Items listed in a dataset
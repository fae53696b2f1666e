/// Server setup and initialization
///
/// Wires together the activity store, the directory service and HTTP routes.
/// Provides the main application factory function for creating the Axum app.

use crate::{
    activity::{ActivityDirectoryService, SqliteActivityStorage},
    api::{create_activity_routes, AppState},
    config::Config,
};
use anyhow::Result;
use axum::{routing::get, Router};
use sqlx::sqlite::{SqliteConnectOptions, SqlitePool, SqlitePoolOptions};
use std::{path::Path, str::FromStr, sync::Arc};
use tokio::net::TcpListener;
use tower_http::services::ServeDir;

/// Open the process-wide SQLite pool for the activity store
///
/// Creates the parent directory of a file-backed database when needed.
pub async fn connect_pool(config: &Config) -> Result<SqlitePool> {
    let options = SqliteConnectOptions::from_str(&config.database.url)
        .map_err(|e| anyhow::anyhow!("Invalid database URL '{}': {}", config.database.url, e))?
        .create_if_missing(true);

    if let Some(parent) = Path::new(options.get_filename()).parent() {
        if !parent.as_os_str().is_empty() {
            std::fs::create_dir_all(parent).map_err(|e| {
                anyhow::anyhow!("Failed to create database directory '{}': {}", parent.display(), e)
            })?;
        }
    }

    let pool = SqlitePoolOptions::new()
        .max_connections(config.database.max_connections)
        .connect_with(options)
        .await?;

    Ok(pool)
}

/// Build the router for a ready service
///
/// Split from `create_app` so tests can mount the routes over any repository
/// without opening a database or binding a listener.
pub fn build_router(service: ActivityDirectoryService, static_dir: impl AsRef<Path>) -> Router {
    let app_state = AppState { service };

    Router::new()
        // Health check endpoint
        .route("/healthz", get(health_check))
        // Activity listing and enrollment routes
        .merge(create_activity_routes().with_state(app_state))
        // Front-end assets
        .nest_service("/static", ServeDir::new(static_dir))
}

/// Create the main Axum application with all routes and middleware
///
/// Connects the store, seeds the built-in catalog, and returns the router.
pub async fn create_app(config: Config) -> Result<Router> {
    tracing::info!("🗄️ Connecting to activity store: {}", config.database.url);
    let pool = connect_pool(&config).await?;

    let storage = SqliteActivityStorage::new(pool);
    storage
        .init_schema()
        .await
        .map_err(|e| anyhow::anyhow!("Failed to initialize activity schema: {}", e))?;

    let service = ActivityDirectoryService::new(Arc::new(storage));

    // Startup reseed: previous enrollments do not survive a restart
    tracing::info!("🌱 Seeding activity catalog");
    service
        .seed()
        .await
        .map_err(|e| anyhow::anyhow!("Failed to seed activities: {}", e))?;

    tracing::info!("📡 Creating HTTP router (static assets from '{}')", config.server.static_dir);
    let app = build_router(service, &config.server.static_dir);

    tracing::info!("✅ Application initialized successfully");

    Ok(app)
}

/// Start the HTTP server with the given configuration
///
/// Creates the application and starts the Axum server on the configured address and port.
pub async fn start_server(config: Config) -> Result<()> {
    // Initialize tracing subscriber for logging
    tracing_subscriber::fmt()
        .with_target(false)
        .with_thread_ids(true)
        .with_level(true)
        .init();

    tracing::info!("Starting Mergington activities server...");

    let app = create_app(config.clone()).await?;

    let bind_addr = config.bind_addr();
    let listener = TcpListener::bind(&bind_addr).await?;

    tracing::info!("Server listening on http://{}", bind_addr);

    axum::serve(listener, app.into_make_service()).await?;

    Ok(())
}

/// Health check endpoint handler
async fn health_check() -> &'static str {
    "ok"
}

* * *

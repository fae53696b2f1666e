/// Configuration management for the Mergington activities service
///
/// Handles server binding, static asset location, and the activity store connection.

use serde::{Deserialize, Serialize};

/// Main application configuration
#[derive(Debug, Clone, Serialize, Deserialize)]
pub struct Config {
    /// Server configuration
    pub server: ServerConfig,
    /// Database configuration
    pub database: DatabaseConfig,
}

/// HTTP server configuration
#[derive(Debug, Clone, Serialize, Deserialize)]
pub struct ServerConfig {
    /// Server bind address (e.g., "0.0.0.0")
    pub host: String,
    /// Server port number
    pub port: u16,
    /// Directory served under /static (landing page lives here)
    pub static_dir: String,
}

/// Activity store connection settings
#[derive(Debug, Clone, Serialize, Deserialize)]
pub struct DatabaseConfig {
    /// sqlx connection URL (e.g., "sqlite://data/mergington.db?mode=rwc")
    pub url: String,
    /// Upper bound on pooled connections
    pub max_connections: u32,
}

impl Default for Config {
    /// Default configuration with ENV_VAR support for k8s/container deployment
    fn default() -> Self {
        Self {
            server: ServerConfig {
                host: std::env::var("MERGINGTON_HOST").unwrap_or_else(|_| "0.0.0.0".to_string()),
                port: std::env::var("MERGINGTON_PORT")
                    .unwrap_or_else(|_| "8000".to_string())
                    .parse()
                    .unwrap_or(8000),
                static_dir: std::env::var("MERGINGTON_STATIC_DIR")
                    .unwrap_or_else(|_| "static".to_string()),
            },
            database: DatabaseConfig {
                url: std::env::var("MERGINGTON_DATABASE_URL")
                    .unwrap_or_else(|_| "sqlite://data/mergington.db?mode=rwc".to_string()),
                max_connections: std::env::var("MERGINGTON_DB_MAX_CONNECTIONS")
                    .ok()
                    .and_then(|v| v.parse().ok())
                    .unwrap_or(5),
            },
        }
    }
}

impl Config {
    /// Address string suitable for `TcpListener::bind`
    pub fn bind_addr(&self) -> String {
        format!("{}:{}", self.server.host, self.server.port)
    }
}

== About this task ==
Only lines that contain the string "SqliteConnectOptions" count; pick each one out of the records and copy it.

== Completed task ==
use sqlx::sqlite::{SqliteConnectOptions, SqlitePool, SqlitePoolOptions};
    let options = SqliteConnectOptions::from_str(&config.database.url)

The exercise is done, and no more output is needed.